Action item:
Everything from the first line of the records below through the line containing "a misbehaving source." is to be retyped exactly; leave out the rest.

Source material:
⟨

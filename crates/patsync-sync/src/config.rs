//! Pipeline configuration. Passed explicitly into the orchestrator at
//! construction — there is no process-wide state.

use std::time::Duration;

use chrono::NaiveDate;

/// Pagination limits and pacing for one window's collection.
#[derive(Debug, Clone)]
pub struct CollectorConfig {
  /// Results requested per page. 25 is the ODP API's reliable maximum.
  pub page_size:            usize,
  /// Hard stop per window; bounds pagination on a misbehaving source.
  pub max_pages_per_window: usize,
  /// Pause between successive page requests. Never applied before the
  /// first request of a window.
  pub page_delay:           Duration,
}

impl Default for CollectorConfig {
  fn default() -> Self {
    Self {
      page_size:            25,
      max_pages_per_window: 20,
      page_delay:           Duration::from_millis(500),
    }
  }
}

/// Orchestrator settings.
#[derive(Debug, Clone)]
pub struct SyncConfig {
  pub collector:     CollectorConfig,
  /// `range_from` for the first-ever sync, when no completed run exists.
  pub default_epoch: NaiveDate,
}

impl Default for SyncConfig {
  fn default() -> Self {
    Self {
      collector:     CollectorConfig::default(),
      default_epoch: NaiveDate::from_ymd_opt(2022, 11, 30)
        .expect("valid epoch date"),
    }
  }
}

⟩

Task output:
filename crates/patsync-sync/src/config.rs
//! Pipeline configuration. Passed explicitly into the orchestrator at
//! construction — there is no process-wide state.

use std::time::Duration;

use chrono::NaiveDate;

/// Pagination limits and pacing for one window's collection.
#[derive(Debug, Clone)]
pub struct CollectorConfig {
  /// Results requested per page. 25 is the ODP API's reliable maximum.
  pub page_size:            usize,
  /// Hard stop per window; bounds pagination on a misbehaving source.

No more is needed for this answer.